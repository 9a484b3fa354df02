mod renderer;

use std::{
    collections::HashSet,
    io::{Stdout, Write},
    sync::mpsc::{self, Receiver, Sender},
    time::Duration,
};

use crossterm::{
    ExecutableCommand, QueueableCommand, cursor,
    event::{self, KeyCode},
    queue,
    style::{self, Attribute, Color, Stylize},
    terminal::{self, ClearType},
};
use rand::Rng;

use crate::{
    app::renderer::{Phase, Renderer},
    config::{AlgorithmKind, MazeConfig},
    generators::Generator,
    maze::{Maze, OperationKind},
    solvers::Solver,
};

#[derive(Debug, Clone, Copy)]
enum UserActionEvent {
    /// Pause or resume whatever is running
    TogglePause,
    /// Regenerate with the selected generator
    Generate,
    /// Solve with the selected solver
    Solve,
    /// Flood from a random cell
    Fill,
    /// Pick a random generator and solver, then regenerate
    Shuffle,
    /// Halve the delay of the current algorithm
    SpeedUp,
    /// Double the delay of the current algorithm
    SlowDown,
    /// Terminal resize
    Resize,
    /// Stop and exit
    Cancel,
}

impl UserActionEvent {
    fn from_key(code: KeyCode) -> Option<Self> {
        let action = match code {
            KeyCode::Enter => UserActionEvent::TogglePause,
            KeyCode::Char('g') => UserActionEvent::Generate,
            KeyCode::Char('s') => UserActionEvent::Solve,
            KeyCode::Char('f') => UserActionEvent::Fill,
            KeyCode::Char('r') => UserActionEvent::Shuffle,
            KeyCode::Up => UserActionEvent::SpeedUp,
            KeyCode::Down => UserActionEvent::SlowDown,
            KeyCode::Esc => UserActionEvent::Cancel,
            _ => return None,
        };
        Some(action)
    }
}

/// A finished operation as reported by its callback, tagged with the id of
/// the start request that launched it.
type Completion = (u64, OperationKind, bool);

pub struct App {
    /// How long to wait for input between frames
    frame_interval: Duration,
    /// Slowest pacing the arrow keys can reach
    max_delay: Duration,
}

impl Default for App {
    fn default() -> Self {
        Self {
            frame_interval: Duration::from_millis(33),
            max_delay: Duration::from_millis(500),
        }
    }
}

/// Everything the controller loop tracks between frames.
struct Session {
    generator: Generator,
    solver: Solver,
    auto_solve: bool,
    /// Algorithm the speed keys apply to
    current: AlgorithmKind,
    /// How the renderer reads cell flags
    phase: Phase,
    message: String,
    /// Id of the next start request
    next_run: u64,
    /// Start requests that were refused; their `false` report is not news
    refused: HashSet<u64>,
}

#### THE PROBLEM:
The records above are to be transcribed exactly, with nothing left out.

#### RESPONSE TO THIS TASK:
repository 9a484b3fa354df02
mod renderer;

use std::{
    collections::HashSet,
    io::{Stdout, Write},
    sync::mpsc::{self, Receiver, Sender},
    time::Duration,
};

use crossterm::{
    ExecutableCommand, QueueableCommand, cursor,
    event::{self, KeyCode},
    queue,
    style::{self, Attribute, Color, Stylize},
    terminal::{self, ClearType},
};
use rand::Rng;

use crate::{
    app::renderer::{Phase, Renderer},
    config::{AlgorithmKind, MazeConfig},
    generators::Generator,
    maze::{Maze, OperationKind},
    solvers::Solver,
};

#[derive(Debug, Clone, Copy)]
enum UserActionEvent {
    /// Pause or resume whatever is running
    TogglePause,
    /// Regenerate with the selected generator
    Generate,
    /// Solve with the selected solver
    Solve,
    /// Flood from a random cell
    Fill,
    /// Pick a random generator and solver, then regenerate
    Shuffle,
    /// Halve the delay of the current algorithm
    SpeedUp,
    /// Double the delay of the current algorithm
    SlowDown,
    /// Terminal resize
    Resize,
    /// Stop and exit
    Cancel,
}

impl UserActionEvent {
    fn from_key(code: KeyCode) -> Option<Self> {
        let action = match code {
            KeyCode::Enter => UserActionEvent::TogglePause,
            KeyCode::Char('g') => UserActionEvent::Generate,
            KeyCode::Char('s') => UserActionEvent::Solve,
            KeyCode::Char('f') => UserActionEvent::Fill,
            KeyCode::Char('r') => UserActionEvent::Shuffle,
            KeyCode::Up => UserActionEvent::SpeedUp,
            KeyCode::Down => UserActionEvent::SlowDown,
            KeyCode::Esc => UserActionEvent::Cancel,
            _ => return None,
        };
        Some(action)
    }
}

/// A finished operation as reported by its callback, tagged with the id of
/// the start request that launched it.
type Completion = (u64, OperationKind, bool);

pub struct App {
    /// How long to wait for input between frames
    frame_interval: Duration,
    /// Slowest pacing the arrow keys can reach
    max_delay: Duration,
}

impl Default for App {
    fn default() -> Self {
        Self {
            frame_interval: Duration::from_millis(33),
            max_delay: Duration::from_millis(500),
        }
    }
}

/// Everything the controller loop tracks between frames.
struct Session {
    generator: Generator,
    solver: Solver,
    auto_solve: bool,
    /// Algorithm the speed keys apply to
    current: AlgorithmKind,
    /// How the renderer reads cell flags
    phase: Phase,
    message: String,
    /// Id of the next start request
    next_run: u64,
    /// Start requests that were refused; their `false` report is not news
    refused: HashSet<u64>,
}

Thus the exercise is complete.